Well, I'm less of a lady than you are Tuggy - so if you don't mind me asking, do you happen to have my Autoglym Vinyl and Rubber cleaner? Seems to be missing from my underbed storage...>


----------



## nicholsong (May 26, 2009)

Jac

"...Rubber cleaner..."?

Would that be an American product?

Just asking.

Geoff


----------



## tugboat (Sep 14, 2013)

JacSprat said:


> Well, I'm less of a lady than you are Tuggy - so if you don't mind me asking, do you happen to have my Autoglym Vinyl and Rubber cleaner? Seems to be missing from my underbed storage...>


Are you suggesting I'm more of a lady than you are? Just because you caught me trying on your foundation garments, there's no need to be like that!

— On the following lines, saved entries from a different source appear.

pub mod additive;
pub mod difference;
pub mod linear;

pub use additive::AdditiveInterpolator;
pub use difference::DifferenceInterpolator;
pub use linear::{InterpolateLinear, LinearInterpolator};
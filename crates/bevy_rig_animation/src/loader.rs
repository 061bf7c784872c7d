use std::{fs, io::Read, path::Path, sync::Arc};

use bevy::{log::debug, platform::collections::HashMap};
use bevy_rig_animation_core::{clip::Clip, controller::AnimatorController, humanoid::HumanoidMap};

use crate::{
    errors::AssetLoaderError,
    serial::{AvatarSerial, ControllerSerial},
};

/// Source of the clips a controller document names.
pub trait ClipProvider {
    fn clip(&self, name: &str) -> Option<Arc<dyn Clip>>;
}

impl ClipProvider for HashMap<String, Arc<dyn Clip>> {
    fn clip(&self, name: &str) -> Option<Arc<dyn Clip>> {
        self.get(name).cloned()
    }
}

impl<P: ClipProvider + ?Sized> ClipProvider for &P {
    fn clip(&self, name: &str) -> Option<Arc<dyn Clip>> {
        (**self).clip(name)
    }
}

/// Loads `*.controller.ron` documents, taking clips from a [`ClipProvider`].
pub struct ControllerLoader<P> {
    clips: P,
}

impl<P: ClipProvider> ControllerLoader<P> {
    pub fn new(clips: P) -> Self {
        Self { clips }
    }

    pub fn load(&self, reader: &mut impl Read) -> Result<AnimatorController, AssetLoaderError> {
        let mut bytes = vec![];
        reader.read_to_end(&mut bytes)?;
        self.load_bytes(&bytes)
    }

    pub fn load_bytes(&self, bytes: &[u8]) -> Result<AnimatorController, AssetLoaderError> {
        let serial: ControllerSerial = ron::de::from_bytes(bytes)?;
        Ok(serial.resolve(&self.clips)?)
    }

    pub fn load_path(
        &self,
        path: impl AsRef<Path>,
    ) -> Result<AnimatorController, AssetLoaderError> {
        let path = path.as_ref();
        debug!("Loading controller from {}", path.display());
        self.load_bytes(&fs::read(path)?)
    }

    pub fn extensions(&self) -> &[&str] {
        &["controller.ron"]
    }
}

/// Loads `*.avatar.ron` documents into humanoid maps.
#[derive(Default)]
pub struct AvatarLoader;

impl AvatarLoader {
    pub fn load(&self, reader: &mut impl Read) -> Result<HumanoidMap, AssetLoaderError> {
        let mut bytes = vec![];
        reader.read_to_end(&mut bytes)?;
        self.load_bytes(&bytes)
    }

    pub fn load_bytes(&self, bytes: &[u8]) -> Result<HumanoidMap, AssetLoaderError> {
        let serial: AvatarSerial = ron::de::from_bytes(bytes)?;
        Ok(serial.resolve()?)
    }

    pub fn load_path(&self, path: impl AsRef<Path>) -> Result<HumanoidMap, AssetLoaderError> {
        let path = path.as_ref();
        debug!("Loading avatar from {}", path.display());
        self.load_bytes(&fs::read(path)?)
    }

    pub fn extensions(&self) -> &[&str] {
        &["avatar.ron"]
    }
}
use bevy::{
    math::{Quat, Vec3},
    transform::components::Transform,
};

use crate::{
    humanoid::{BODY_DOF_COUNT, Goal},
    mask::PoseMask,
    pose::Pose,
};

pub trait InterpolateLinear {
    fn interpolate_linear(&self, other: &Self, f: f32) -> Self;
}

impl InterpolateLinear for f32 {
    fn interpolate_linear(&self, other: &Self, f: f32) -> Self {
        self + (other - self) * f
    }
}

impl InterpolateLinear for Vec3 {
    fn interpolate_linear(&self, other: &Self, f: f32) -> Self {
        self.lerp(*other, f)
    }
}

impl InterpolateLinear for Quat {
    fn interpolate_linear(&self, other: &Self, f: f32) -> Self {
        self.slerp(*other, f)
    }
}

impl InterpolateLinear for Transform {
    fn interpolate_linear(&self, other: &Self, f: f32) -> Self {
        Transform {
            translation: self.translation.interpolate_linear(&other.translation, f),
            rotation: self.rotation.interpolate_linear(&other.rotation, f),
            scale: self.scale.interpolate_linear(&other.scale, f),
        }
    }
}

fn lerp_slice(base: &mut [f32], overlay: &[f32], f: f32) {
    for (a, b) in base.iter_mut().zip(overlay) {
        *a = a.interpolate_linear(b, f);
    }
}

/// Override blend of the masked fields of a pose.
pub struct LinearInterpolator {
    pub mask: PoseMask,
}

impl LinearInterpolator {
    /// Blends `base` towards `overlay` by `f`. At `f >= 1` the masked fields are copied exactly.
    pub fn interpolate_pose(&self, base: &mut Pose, overlay: &Pose, f: f32) {
        if f <= 0. || self.mask.is_empty() {
            return;
        }
        if f >= 1. {
            base.copy_masked(overlay, &self.mask);
            return;
        }

        if self.mask.root {
            base.root = base.root.interpolate_linear(&overlay.root, f);
        }
        for index in 0..BODY_DOF_COUNT {
            if self.mask.has_dof(index) {
                base.dofs[index] = base.dofs[index].interpolate_linear(&overlay.dofs[index], f);
            }
        }
        for goal in Goal::ALL {
            if self.mask.has_goal(goal) {
                let i = goal.index();
                base.goals[i] = base.goals[i].interpolate_linear(&overlay.goals[i], f);
            }
        }
        if self.mask.left_hand {
            lerp_slice(&mut base.left_hand.dofs, &overlay.left_hand.dofs, f);
        }
        if self.mask.right_hand {
            lerp_slice(&mut base.right_hand.dofs, &overlay.right_hand.dofs, f);
        }
    }

    /// Blends two poses that may carry different fields: fields present on both sides are
    /// interpolated, fields present on one side only are taken from that side.
    pub fn interpolate_written(
        base: &mut Pose,
        base_written: &mut PoseMask,
        overlay: &Pose,
        overlay_written: &PoseMask,
        f: f32,
    ) {
        let only_overlay = overlay_written.difference(base_written);
        base.copy_masked(overlay, &only_overlay);

        let shared = base_written.intersection(overlay_written);
        Self { mask: shared }.interpolate_pose(base, overlay, f);

        *base_written = base_written.union(overlay_written);
    }
}

#[cfg(test)]
mod test {
    use super::*;
    use crate::{humanoid::dof, mask::BodyParts};

    fn filled(value: f32) -> Pose {
        let mut pose = Pose::default();
        pose.dofs.fill(value);
        pose.root.translation = Vec3::splat(value);
        pose
    }

    #[test]
    fn test_masked_blend() {
        let mut base = filled(0.);
        let interpolator = LinearInterpolator {
            mask: PoseMask::from_body_parts(BodyParts::HEAD),
        };
        interpolator.interpolate_pose(&mut base, &filled(1.), 0.25);
        assert_eq!(base.dofs[dof::HEAD_TURN], 0.25);
        assert_eq!(base.dofs[dof::LEFT_ARM_TWIST], 0.);
        assert_eq!(base.root.translation, Vec3::ZERO);
    }

    #[test]
    fn test_full_weight_is_exact() {
        let mut base = filled(0.3);
        let overlay = filled(0.7);
        LinearInterpolator {
            mask: PoseMask::ALL,
        }
        .interpolate_pose(&mut base, &overlay, 1.);
        assert_eq!(base, overlay);
    }

    #[test]
    fn test_written_fields_fall_through() {
        let mut base = filled(0.);
        let mut base_written = PoseMask::from_body_parts(BodyParts::BODY);
        let overlay = filled(1.);
        let overlay_written = PoseMask::from_body_parts(BodyParts::BODY | BodyParts::HEAD);

        LinearInterpolator::interpolate_written(
            &mut base,
            &mut base_written,
            &overlay,
            &overlay_written,
            0.5,
        );
        assert_eq!(base.dofs[dof::SPINE_TWIST], 0.5);
        assert_eq!(base.dofs[dof::HEAD_NOD], 1.);
        assert_eq!(base.dofs[dof::LEFT_FOOT_UP_DOWN], 0.);
        assert_eq!(base_written, overlay_written);
    }
}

I think I was using the Autoglym stuff in your washroom so may have left it there. Sorry, I must learn to put things back where I find them. I'll put your undies in the post tomorrow, OK?

:kiss:


----------



## JacSprat (May 26, 2006)

nicholsong said:


> Jac
> 
> "...Rubber cleaner..."?
> 
> ...


Only if you want it to be Geoff...


----------



## JacSprat (May 26, 2006)

tugboat said:


> Are you suggesting I'm more of a lady than you are? Just because you caught me trying on your foundation garments, there's no need to be like that!
> 
> I think I was using the Autoglym stuff in your washroom so may have left it there. Sorry, I must learn to put things back where I find them. I'll put your undies in the post tomorrow, OK?
> 
> :kiss:


Really? Well, if you went to all that effort trying to squeeze into them Tuggles, I think you deserve to keep them. Merry Christmas!


----------



## tugboat (Sep 14, 2013)

Thanks, babe, I'll treasure them.


----------



## barryd (May 9, 2008)

Ill be expecting my wedding invite anytime soon then! Ill prepare a Speech as I think it only right that I be allowed to give Tuggers away. Im filling up!


----------



## Kaytutt (Feb 5, 2013)

barryd said:


> Ill be expecting my wedding invite anytime soon then! Ill prepare a Speech as I think it only right that I be allowed to give Tuggers away. Im filling up!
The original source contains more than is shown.